__Brief__: From the line containing "Self(id.to_string())" down to the line containing "fn eq(&self, other: &&str)" in the records below, reproduce every line exactly, ends included, and omit all others.

__Input__:
┌────────

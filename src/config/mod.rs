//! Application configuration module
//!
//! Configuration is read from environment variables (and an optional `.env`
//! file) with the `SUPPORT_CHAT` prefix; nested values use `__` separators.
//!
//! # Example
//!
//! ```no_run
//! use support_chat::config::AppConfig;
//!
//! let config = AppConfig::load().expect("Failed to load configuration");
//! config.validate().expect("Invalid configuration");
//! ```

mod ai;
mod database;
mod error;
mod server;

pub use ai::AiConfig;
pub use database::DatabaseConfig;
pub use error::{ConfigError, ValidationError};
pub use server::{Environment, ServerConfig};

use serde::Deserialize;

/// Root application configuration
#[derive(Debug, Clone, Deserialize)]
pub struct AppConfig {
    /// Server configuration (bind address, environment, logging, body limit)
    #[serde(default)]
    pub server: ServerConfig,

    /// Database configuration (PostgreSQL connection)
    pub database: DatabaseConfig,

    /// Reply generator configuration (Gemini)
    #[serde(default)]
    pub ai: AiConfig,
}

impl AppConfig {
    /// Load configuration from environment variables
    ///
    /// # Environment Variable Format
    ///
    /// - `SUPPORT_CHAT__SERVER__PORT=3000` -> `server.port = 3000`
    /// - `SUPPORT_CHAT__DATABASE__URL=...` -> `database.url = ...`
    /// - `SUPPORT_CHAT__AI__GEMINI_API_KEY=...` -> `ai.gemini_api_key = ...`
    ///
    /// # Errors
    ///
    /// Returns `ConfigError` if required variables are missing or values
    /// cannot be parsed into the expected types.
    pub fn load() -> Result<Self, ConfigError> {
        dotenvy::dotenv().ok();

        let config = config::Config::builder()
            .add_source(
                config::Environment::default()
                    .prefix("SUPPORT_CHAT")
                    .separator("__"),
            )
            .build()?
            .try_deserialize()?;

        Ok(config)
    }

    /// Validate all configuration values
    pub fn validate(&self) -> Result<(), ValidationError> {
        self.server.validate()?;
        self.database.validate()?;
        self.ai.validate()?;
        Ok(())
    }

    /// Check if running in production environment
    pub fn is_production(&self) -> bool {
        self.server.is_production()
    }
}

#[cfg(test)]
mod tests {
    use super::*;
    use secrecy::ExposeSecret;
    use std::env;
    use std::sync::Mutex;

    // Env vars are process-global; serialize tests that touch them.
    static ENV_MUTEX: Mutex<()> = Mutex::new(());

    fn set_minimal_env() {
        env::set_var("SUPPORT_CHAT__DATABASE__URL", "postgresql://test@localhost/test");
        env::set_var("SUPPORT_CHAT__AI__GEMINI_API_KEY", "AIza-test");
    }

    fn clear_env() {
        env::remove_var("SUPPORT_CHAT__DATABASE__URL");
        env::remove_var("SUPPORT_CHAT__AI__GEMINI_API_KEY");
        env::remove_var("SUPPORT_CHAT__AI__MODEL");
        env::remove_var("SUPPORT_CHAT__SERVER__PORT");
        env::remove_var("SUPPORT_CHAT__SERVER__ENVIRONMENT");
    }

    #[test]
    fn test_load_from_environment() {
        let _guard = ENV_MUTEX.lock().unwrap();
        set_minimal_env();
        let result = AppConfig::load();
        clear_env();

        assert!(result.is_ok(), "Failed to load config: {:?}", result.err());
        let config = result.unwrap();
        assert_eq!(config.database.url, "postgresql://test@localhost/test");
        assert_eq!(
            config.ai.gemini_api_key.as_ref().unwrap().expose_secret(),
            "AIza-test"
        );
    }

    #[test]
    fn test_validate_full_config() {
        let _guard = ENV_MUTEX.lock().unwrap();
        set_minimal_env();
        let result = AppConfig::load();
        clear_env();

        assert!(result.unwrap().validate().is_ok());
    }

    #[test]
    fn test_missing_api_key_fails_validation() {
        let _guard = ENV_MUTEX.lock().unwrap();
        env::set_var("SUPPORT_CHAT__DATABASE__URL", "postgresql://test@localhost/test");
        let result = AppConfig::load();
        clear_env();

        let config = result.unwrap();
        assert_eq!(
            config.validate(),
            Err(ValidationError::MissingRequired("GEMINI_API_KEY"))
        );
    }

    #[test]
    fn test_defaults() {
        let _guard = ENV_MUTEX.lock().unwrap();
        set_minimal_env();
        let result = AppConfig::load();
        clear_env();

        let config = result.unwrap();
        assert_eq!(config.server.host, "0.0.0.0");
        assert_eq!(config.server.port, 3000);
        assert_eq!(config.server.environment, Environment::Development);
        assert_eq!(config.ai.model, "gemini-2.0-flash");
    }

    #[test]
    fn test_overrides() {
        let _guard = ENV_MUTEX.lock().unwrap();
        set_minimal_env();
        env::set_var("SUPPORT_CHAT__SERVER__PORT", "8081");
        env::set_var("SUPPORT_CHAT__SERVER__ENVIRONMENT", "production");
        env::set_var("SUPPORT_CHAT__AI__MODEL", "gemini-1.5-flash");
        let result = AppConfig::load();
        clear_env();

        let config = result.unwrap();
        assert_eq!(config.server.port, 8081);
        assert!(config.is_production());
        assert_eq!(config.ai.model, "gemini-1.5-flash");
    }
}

└────────
┌────────

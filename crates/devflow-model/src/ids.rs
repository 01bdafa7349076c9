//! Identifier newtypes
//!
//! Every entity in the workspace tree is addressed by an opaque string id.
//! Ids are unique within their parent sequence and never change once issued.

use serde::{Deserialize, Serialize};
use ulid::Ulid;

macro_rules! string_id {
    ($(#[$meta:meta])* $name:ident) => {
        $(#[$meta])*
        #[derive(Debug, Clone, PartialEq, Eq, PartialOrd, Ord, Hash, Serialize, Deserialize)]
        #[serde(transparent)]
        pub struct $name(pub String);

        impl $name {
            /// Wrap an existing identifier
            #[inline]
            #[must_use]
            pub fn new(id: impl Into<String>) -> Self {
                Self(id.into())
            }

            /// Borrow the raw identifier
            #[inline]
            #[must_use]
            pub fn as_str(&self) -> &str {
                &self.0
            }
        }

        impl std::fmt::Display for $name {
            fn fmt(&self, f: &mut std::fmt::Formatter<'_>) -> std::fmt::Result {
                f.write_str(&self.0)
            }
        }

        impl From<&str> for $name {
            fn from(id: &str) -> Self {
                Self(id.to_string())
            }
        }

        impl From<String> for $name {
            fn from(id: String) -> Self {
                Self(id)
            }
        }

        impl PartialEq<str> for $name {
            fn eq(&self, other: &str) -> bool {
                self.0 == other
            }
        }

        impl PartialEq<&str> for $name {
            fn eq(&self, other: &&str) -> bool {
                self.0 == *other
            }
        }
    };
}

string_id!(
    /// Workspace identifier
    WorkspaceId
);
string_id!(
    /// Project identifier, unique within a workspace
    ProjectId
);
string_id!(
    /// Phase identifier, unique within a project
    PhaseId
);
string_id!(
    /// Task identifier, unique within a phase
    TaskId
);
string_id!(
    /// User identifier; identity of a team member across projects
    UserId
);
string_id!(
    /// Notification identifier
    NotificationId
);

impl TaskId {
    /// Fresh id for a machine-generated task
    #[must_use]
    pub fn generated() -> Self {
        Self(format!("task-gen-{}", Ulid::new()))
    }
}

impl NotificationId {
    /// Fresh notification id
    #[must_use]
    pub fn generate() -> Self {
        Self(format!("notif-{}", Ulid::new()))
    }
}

└────────

__Result of the task__:
                Self(id.to_string())
            }
        }

        impl From<String> for $name {
            fn from(id: String) -> Self {
                Self(id)
            }
        }

        impl PartialEq<str> for $name {
            fn eq(&self, other: &str) -> bool {
                self.0 == other
            }
        }

        impl PartialEq<&str> for $name {
            fn eq(&self, other: &&str) -> bool {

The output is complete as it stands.